More than 60 players swapped organizations, including proven players and prospects, and other than Alfonso Soriano the only potentially difference-making hitters traded were Avisail Garcia (Tigers to White Sox in three-way Peavy deal), Mike Olt (Rangers to Cubs for Garza), Danry Vasquez (Tigers to Astros for Jose Veras) and Brandon Jacobs (Red Sox to White Sox for Matt Thornton).
"For a number of years, you've seen clubs hoard prospects,'' White Sox general manager Rick Hahn said. "That has become a little exacerbated in recent years, with so many good, young players locked up (in long-term contracts). The free agent market suffers so teams see their homegrown guys as more essential to success.''
Scouts who watch the minor leagues say you can find guys who throw hard at every level. The Cubs are intrigued with newcomer Jake Arrieta, whose first three pitches Tuesday night at Wrigley Field were 97 mph fastballs, and love the potential of C.J. Edwards, who came from the Rangers in the Garza trade.

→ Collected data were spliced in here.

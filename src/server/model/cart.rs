//! Cart domain models and parameters.

use rust_decimal::Decimal;

use crate::{
    model::cart::{AddCartItemDto, CartItemDto},
    server::{model::menu_item::MenuItem, util::money},
};

/// A pending line in a user's cart.
#[derive(Debug, Clone, PartialEq)]
pub struct CartItem {
    pub id: i32,
    pub user_id: i32,
    pub menuitem: MenuItem,
    pub quantity: i32,
    /// Menu item price at the time the line was added
    pub unit_price: Decimal,
    /// `unit_price * quantity`
    pub price: Decimal,
}

impl CartItem {
    pub fn into_dto(self) -> CartItemDto {
        CartItemDto {
            id: self.id,
            menuitem: self.menuitem.into_dto(),
            quantity: self.quantity,
            unit_price: self.unit_price,
            price: self.price,
        }
    }

    pub fn from_entity(entity: entity::cart::Model, menuitem: MenuItem) -> Self {
        Self {
            id: entity.id,
            user_id: entity.user_id,
            menuitem,
            quantity: entity.quantity,
            unit_price: money::normalize(entity.unit_price),
            price: money::normalize(entity.price),
        }
    }
}

/// Request to add a menu item to a user's cart.
#[derive(Debug, Clone)]
pub struct AddCartItemParams {
    pub user_id: i32,
    pub menuitem_id: i32,
    pub quantity: i32,
}

impl AddCartItemParams {
    pub fn from_dto(user_id: i32, dto: AddCartItemDto) -> Self {
        Self {
            user_id,
            menuitem_id: dto.menuitem_id,
            quantity: dto.quantity,
        }
    }
}

/// Priced cart line ready to be inserted.
#[derive(Debug, Clone)]
pub struct CreateCartItemParams {
    pub user_id: i32,
    pub menuitem_id: i32,
    pub quantity: i32,
    pub unit_price: Decimal,
    pub price: Decimal,
}
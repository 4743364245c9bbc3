use super::*;

/// Tests creating a menu item in an existing category.
///
/// Expected: Ok(MenuItem) with its category and a two-place price
#[tokio::test]
async fn creates_menu_item() -> Result<(), AppError> {
    let test = TestBuilder::new()
        .with_restaurant_tables()
        .build()
        .await
        .unwrap();
    let db = test.db.as_ref().unwrap();

    let category = factory::create_category(db).await?;

    let item = MenuItemService::new(db)
        .create(CreateMenuItemParams {
            title: "Greek Salad".to_string(),
            price: Decimal::new(125, 1),
            featured: true,
            category_id: category.id,
        })
        .await?;

    assert_eq!(item.title, "Greek Salad");
    assert!(item.featured);
    assert_eq!(item.category.id, category.id);
    assert_eq!(item.price.to_string(), "12.50");

    Ok(())
}

/// Tests that a zero price is rejected.
///
/// Expected: Err(AppError::BadRequest)
#[tokio::test]
async fn rejects_non_positive_price() -> Result<(), AppError> {
    let test = TestBuilder::new()
        .with_restaurant_tables()
        .build()
        .await
        .unwrap();
    let db = test.db.as_ref().unwrap();

    let category = factory::create_category(db).await?;

    let result = MenuItemService::new(db)
        .create(CreateMenuItemParams {
            title: "Free Bread".to_string(),
            price: Decimal::ZERO,
            featured: false,
            category_id: category.id,
        })
        .await;

    assert!(matches!(result, Err(AppError::BadRequest(_))));

    Ok(())
}

/// Tests that a missing category is reported as not found.
///
/// Expected: Err(AppError::NotFound)
#[tokio::test]
async fn fails_for_missing_category() -> Result<(), AppError> {
    let test = TestBuilder::new()
        .with_restaurant_tables()
        .build()
        .await
        .unwrap();
    let db = test.db.as_ref().unwrap();

    let result = MenuItemService::new(db)
        .create(CreateMenuItemParams {
            title: "Greek Salad".to_string(),
            price: money(1250),
            featured: false,
            category_id: 999,
        })
        .await;

    assert!(matches!(result, Err(AppError::NotFound(_))));

    Ok(())
}

/// Tests that a price below one cent is rejected rather than stored and shown as "0.00".
///
/// Expected: Err(AppError::BadRequest) and no menu item created
#[tokio::test]
async fn rejects_sub_cent_price() -> Result<(), AppError> {
    let test = TestBuilder::new()
        .with_restaurant_tables()
        .build()
        .await
        .unwrap();
    let db = test.db.as_ref().unwrap();

    let category = factory::create_category(db).await?;

    let service = MenuItemService::new(db);
    let result = service
        .create(CreateMenuItemParams {
            title: "Mint Leaf".to_string(),
            price: Decimal::new(4, 3),
            featured: false,
            category_id: category.id,
        })
        .await;

    match result {
        Err(AppError::BadRequest(message)) => {
            assert_eq!(message, "Price must have at most 2 decimal places");
        }
        other => panic!("expected bad request, got {:?}", other),
    }
    let listed = service.get_paginated(MenuItemQuery::default()).await?;
    assert_eq!(listed.total, 0);

    Ok(())
}
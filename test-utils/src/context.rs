use sea_orm::{sea_query::TableCreateStatement, ConnectionTrait, Database, DatabaseConnection};
use std::sync::Arc;
use time::Duration;
use tower_sessions::{Expiry, Session};
use tower_sessions_sqlx_store::SqliteStore;

use crate::error::TestError;

/// Test context containing database connection and session.
///
/// Both are created lazily on first access and live as long as the context. The session is
/// stored in the same in-memory SQLite database as the application tables.
#[derive(Default)]
pub struct TestContext {
    /// Connection to the in-memory SQLite instance, set once `database()` has run.
    pub db: Option<DatabaseConnection>,

    /// Session backed by the same database, set once `session()` has run.
    pub session: Option<Session>,
}

impl TestContext {
    /// Creates a new empty test context.
    pub fn new() -> Self {
        Self {
            db: None,
            session: None,
        }
    }

    /// Gets or creates the in-memory SQLite database connection.
    ///
    /// # Returns
    /// - `Ok(&DatabaseConnection)` - Reference to the database connection
    /// - `Err(TestError::Database)` - Failed to connect to in-memory SQLite database
    pub async fn database(&mut self) -> Result<&DatabaseConnection, TestError> {
        match self.db {
            Some(ref db) => Ok(db),
            None => {
                let db = Database::connect("sqlite::memory:").await?;

                Ok(&*self.db.insert(db))
            }
        }
    }

    /// Creates database tables from the provided CREATE TABLE statements.
    ///
    /// Typically called by `TestBuilder::build()` rather than directly.
    ///
    /// # Arguments
    /// - `stmts` - CREATE TABLE statements to execute in order
    ///
    /// # Returns
    /// - `Ok(())` - All tables created successfully
    /// - `Err(TestError::Database)` - Failed to create one or more tables
    pub async fn with_tables(&mut self, stmts: Vec<TableCreateStatement>) -> Result<(), TestError> {
        let db = self.database().await?;

        for stmt in stmts {
            db.execute(&stmt).await?;
        }

        Ok(())
    }

    /// Gets or creates the test session.
    ///
    /// On first call the session table is migrated into the test database and a fresh
    /// session with a seven day inactivity expiry is created. Later calls return the same
    /// session.
    ///
    /// # Returns
    /// - `Ok(&Session)` - Reference to the session instance
    /// - `Err(TestError)` - Failed to initialize the database or the session table
    pub async fn session(&mut self) -> Result<&Session, TestError> {
        match self.session {
            Some(ref session) => Ok(session),
            None => {
                let db = self.database().await?;

                let pool = db.get_sqlite_connection_pool();
                let session_store = SqliteStore::new(pool.clone());

                session_store
                    .migrate()
                    .await
                    .map_err(|e| TestError::Session(e.to_string()))?;

                let session = Session::new(
                    None,
                    Arc::new(session_store),
                    Some(Expiry::OnInactivity(Duration::days(7))),
                );

                Ok(&*self.session.insert(session))
            }
        }
    }

    /// Gets or creates both database and session references.
    ///
    /// Avoids holding two mutable borrows when a test needs both at once.
    ///
    /// # Returns
    /// - `Ok((&DatabaseConnection, &Session))` - References to both database and session
    /// - `Err(TestError)` - Failed to initialize database or session
    pub async fn db_and_session(&mut self) -> Result<(&DatabaseConnection, &Session), TestError> {
        self.session().await?;

        match (self.db.as_ref(), self.session.as_ref()) {
            (Some(db), Some(session)) => Ok((db, session)),
            _ => Err(TestError::Session(
                "test context was not initialized".to_string(),
            )),
        }
    }
}
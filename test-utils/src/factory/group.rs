//! Group factory for the authorization groups.
//!
//! Groups are seeded by migrations in production. Test databases are built straight from
//! the entities, so factories create the rows lazily on first use.

use sea_orm::{
    ActiveModelTrait, ActiveValue, ColumnTrait, DatabaseConnection, DbErr, EntityTrait,
    QueryFilter,
};

/// Name of the group whose members manage the menu, staff and orders.
pub const MANAGER: &str = "Manager";

/// Name of the group whose members deliver orders.
pub const DELIVERY_CREW: &str = "Delivery crew";

/// Returns the group with the given name, inserting it when missing.
///
/// # Arguments
/// - `db` - Database connection
/// - `name` - Group name such as [`MANAGER`] or [`DELIVERY_CREW`]
///
/// # Returns
/// - `Ok(entity::group::Model)` - Existing or newly created group
/// - `Err(DbErr)` - Database error during lookup or insert
pub async fn get_or_create_group(
    db: &DatabaseConnection,
    name: &str,
) -> Result<entity::group::Model, DbErr> {
    let existing = entity::prelude::Group::find()
        .filter(entity::group::Column::Name.eq(name))
        .one(db)
        .await?;

    if let Some(group) = existing {
        return Ok(group);
    }

    entity::group::ActiveModel {
        name: ActiveValue::Set(name.to_string()),
        ..Default::default()
    }
    .insert(db)
    .await
}

/// Adds a user to the named group, creating the group if needed.
///
/// # Arguments
/// - `db` - Database connection
/// - `user_id` - ID of the user to add
/// - `name` - Group name
///
/// # Returns
/// - `Ok(entity::user_group::Model)` - Created membership row
/// - `Err(DbErr)` - Database error during insert
pub async fn add_user_to_group(
    db: &DatabaseConnection,
    user_id: i32,
    name: &str,
) -> Result<entity::user_group::Model, DbErr> {
    let group = get_or_create_group(db, name).await?;

    entity::user_group::ActiveModel {
        user_id: ActiveValue::Set(user_id),
        group_id: ActiveValue::Set(group.id),
        ..Default::default()
    }
    .insert(db)
    .await
}
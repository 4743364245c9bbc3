use rust_decimal::Decimal;
use serde::{Deserialize, Serialize};
use utoipa::ToSchema;

use crate::model::menu_item::MenuItemDto;

#[derive(Debug, Clone, Serialize, Deserialize, ToSchema)]
pub struct CartItemDto {
    pub id: i32,
    pub menuitem: MenuItemDto,
    pub quantity: i32,
    pub unit_price: Decimal,
    pub price: Decimal,
}

/// Payload for adding a menu item to the caller's cart. Prices are computed server-side.
#[derive(Debug, Clone, Serialize, Deserialize, ToSchema)]
pub struct AddCartItemDto {
    pub menuitem_id: i32,
    pub quantity: i32,
}
use axum::{
    extract::{Path, Query, State},
    http::StatusCode,
    response::{IntoResponse, Response},
    Json,
};
use tower_sessions::Session;

use crate::{
    model::{
        api::{ErrorDto, MessageDto},
        order::{OrderDto, OrderQueryDto, PaginatedOrdersDto, UpdateOrderDto},
    },
    server::{
        error::AppError,
        middleware::auth::{AuthGuard, Permission},
        model::order::{OrderQuery, OrderUpdate, UpdateOrderParams},
        service::order::OrderService,
        state::AppState,
    },
};

/// Tag for grouping order endpoints in OpenAPI documentation
pub static ORDER_TAG: &str = "order";

/// List the orders visible to the caller.
///
/// Managers see every order, delivery crew see the orders assigned to them and customers
/// see the orders they placed. `ordering` accepts `id`, `date`, `total` or `status`,
/// optionally prefixed with `-`.
///
/// # Returns
/// - `200 OK` - One page of orders with their items
/// - `400 Bad Request` - Malformed `status`, `date`, paging or ordering value
/// - `401 Unauthorized` - User not authenticated
/// - `500 Internal Server Error` - Database error
#[utoipa::path(
    get,
    path = "/api/orders",
    tag = ORDER_TAG,
    params(OrderQueryDto),
    responses(
        (status = 200, description = "Successfully retrieved orders", body = PaginatedOrdersDto),
        (status = 400, description = "Invalid query parameter", body = ErrorDto),
        (status = 401, description = "User not authenticated", body = ErrorDto),
        (status = 500, description = "Internal server error", body = ErrorDto)
    ),
)]
pub async fn get_orders(
    State(state): State<AppState>,
    session: Session,
    Query(params): Query<OrderQueryDto>,
) -> Result<impl IntoResponse, AppError> {
    let user = AuthGuard::new(&state.db, &session).require(&[]).await?;

    let query = OrderQuery::from_dto(params)?;
    let orders = OrderService::new(&state.db)
        .get_paginated(&user, query)
        .await?;

    Ok((StatusCode::OK, Json(orders.into_dto())))
}

/// Place an order from the caller's cart.
///
/// Every cart line becomes an order item and the cart is emptied. Nothing changes if any
/// step fails.
///
/// # Returns
/// - `201 Created` - The placed order
/// - `400 Bad Request` - Cart is empty
/// - `401 Unauthorized` - User not authenticated
/// - `403 Forbidden` - Caller is delivery crew
/// - `500 Internal Server Error` - Database error
#[utoipa::path(
    post,
    path = "/api/orders",
    tag = ORDER_TAG,
    responses(
        (status = 201, description = "Successfully placed order", body = OrderDto),
        (status = 400, description = "Cart is empty", body = ErrorDto),
        (status = 401, description = "User not authenticated", body = ErrorDto),
        (status = 403, description = "Delivery crew cannot place orders", body = ErrorDto),
        (status = 500, description = "Internal server error", body = ErrorDto)
    ),
)]
pub async fn create_order(
    State(state): State<AppState>,
    session: Session,
) -> Result<impl IntoResponse, AppError> {
    let user = AuthGuard::new(&state.db, &session).require(&[]).await?;

    let order = OrderService::new(&state.db).place(&user).await?;

    Ok((StatusCode::CREATED, Json(order.into_dto())))
}

/// Get a single order.
#[utoipa::path(
    get,
    path = "/api/orders/{id}",
    tag = ORDER_TAG,
    params(
        ("id" = i32, Path, description = "Order ID")
    ),
    responses(
        (status = 200, description = "Successfully retrieved order", body = OrderDto),
        (status = 401, description = "User not authenticated", body = ErrorDto),
        (status = 403, description = "Order is not visible to the user", body = ErrorDto),
        (status = 404, description = "Order not found", body = ErrorDto),
        (status = 500, description = "Internal server error", body = ErrorDto)
    ),
)]
pub async fn get_order(
    State(state): State<AppState>,
    session: Session,
    Path(id): Path<i32>,
) -> Result<impl IntoResponse, AppError> {
    let user = AuthGuard::new(&state.db, &session).require(&[]).await?;

    let order = OrderService::new(&state.db).get_by_id(&user, id).await?;

    Ok((StatusCode::OK, Json(order.into_dto())))
}

/// Mark an order delivered or change its delivery crew.
///
/// # Access Control
/// - `DeliveryCrew` - The assigned crew member may set `status` to `true`
/// - `Manager` - May set `delivery_crew` to a crew member's ID or `null`
///
/// A user in both groups acts as a manager here and so cannot change `status`.
///
/// # Returns
/// - `200 OK` - The updated order, or a message if it was already delivered
/// - `400 Bad Request` - Empty update, invalid status transition, or an assignee outside
///   the delivery crew
/// - `401 Unauthorized` - User not authenticated
/// - `403 Forbidden` - Caller may not see the order or make this change
/// - `404 Not Found` - Order or assignee does not exist
/// - `500 Internal Server Error` - Database error
#[utoipa::path(
    patch,
    path = "/api/orders/{id}",
    tag = ORDER_TAG,
    params(
        ("id" = i32, Path, description = "Order ID")
    ),
    request_body = UpdateOrderDto,
    responses(
        (status = 200, description = "Successfully updated order", body = OrderDto),
        (status = 400, description = "Invalid update", body = ErrorDto),
        (status = 401, description = "User not authenticated", body = ErrorDto),
        (status = 403, description = "Update not permitted", body = ErrorDto),
        (status = 404, description = "Order or user not found", body = ErrorDto),
        (status = 500, description = "Internal server error", body = ErrorDto)
    ),
)]
pub async fn update_order(
    State(state): State<AppState>,
    session: Session,
    Path(id): Path<i32>,
    Json(payload): Json<UpdateOrderDto>,
) -> Result<Response, AppError> {
    let user = AuthGuard::new(&state.db, &session).require(&[]).await?;

    let result = OrderService::new(&state.db)
        .update(&user, id, UpdateOrderParams::from_dto(payload))
        .await?;

    Ok(match result {
        OrderUpdate::Updated(order) => (StatusCode::OK, Json(order.into_dto())).into_response(),
        OrderUpdate::AlreadyDelivered => (
            StatusCode::OK,
            Json(MessageDto::new("Order already delivered")),
        )
            .into_response(),
    })
}

/// Delete an order and its items.
///
/// # Access Control
/// - `Manager` - Only managers can delete orders
#[utoipa::path(
    delete,
    path = "/api/orders/{id}",
    tag = ORDER_TAG,
    params(
        ("id" = i32, Path, description = "Order ID")
    ),
    responses(
        (status = 204, description = "Successfully deleted order"),
        (status = 401, description = "User not authenticated", body = ErrorDto),
        (status = 403, description = "User is not a manager", body = ErrorDto),
        (status = 404, description = "Order not found", body = ErrorDto),
        (status = 500, description = "Internal server error", body = ErrorDto)
    ),
)]
pub async fn delete_order(
    State(state): State<AppState>,
    session: Session,
    Path(id): Path<i32>,
) -> Result<impl IntoResponse, AppError> {
    let _ = AuthGuard::new(&state.db, &session)
        .denial_message("Only managers can delete orders")
        .require(&[Permission::Manager])
        .await?;

    OrderService::new(&state.db).delete(id).await?;

    Ok(StatusCode::NO_CONTENT)
}
pub use super::cart::Entity as Cart;
pub use super::category::Entity as Category;
pub use super::group::Entity as Group;
pub use super::menu_item::Entity as MenuItem;
pub use super::order::Entity as Order;
pub use super::order_item::Entity as OrderItem;
pub use super::user::Entity as User;
pub use super::user_group::Entity as UserGroup;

While Garcia was the headliner for the White Sox in the Peavy trade, they also added a kid (Francelis Montas) who can hit 100 on the radar gun. It's hitting that's hard to find.
The lack of hitters who handle good pitching is on display on a daily basis with Chicago teams. The White Sox team built around the aging Paul Konerko, Adam Dunn and Alex Rios is averaging 3.7 runs per game (29th in the majors) with a .301 on-base percentage (27th). The Cubs average 4.0 runs per game with a .303 on-base percentage but those numbers could dip if Junior Lake doesn't prove himself to be a solid long-term replacement for Soriano.
No team reflects the epidemic that has struck baseball's pool of hitters more than the Rangers. The team that has been known for its sluggers is now pitching rich and struggling to score, like everybody else.
The situation could turn especially bleak later this week if Nelson Cruz, their leading power hitter, is lost to a suspension from the Biogenesis investigation. The team appears to be trying to pressure Cruz into appealing the suspension, which would keep him on the field while the process plays out, but did not add a hitter to replace him if he accepts his suspension. That's semi-stunning given that they already have a void at designated hitter, thanks to Lance Berkman's bad knees.
The Tigers did what they had to do in getting Jose Iglesias from the Red Sox in the Peavy deal to cover them if they lose shortstop Jhonny Peralta to a one of the Biogenesis suspensions that are expected to be announced Thursday or Friday.
Maybe the Rangers still will add a big bat in a move during the waiver period, which began at the 3 p.m. deadline Wednesday. Hahn talked about the White Sox as a team in "transition'' Wednesday, and you would think he would love to send Rios or even Dunn to the Rangers.
The good news in Chicago is that both the Cubs and White Sox have some potential impact hitters coming. Garcia and Jacobs were solid additions for the Sox, who brought catcher Josh Phegley to the big leagues earlier in July. The Cubs might have the best collection of young hitters in the minors, topped by 20-year-old shortstop Javier Baez, who hit four of his 27 home runs in the same game, and 2013 first-round pick Kris Bryant, who could come quickly as a third baseman or outfielder.
There was a time when nothing was more fun than watching a young gun on the mound. But these days, if executives have to pick between Chris Sale and a Mike Trout or Bryce Harper, they're going to take the hitter. There are fewer and fewer of them.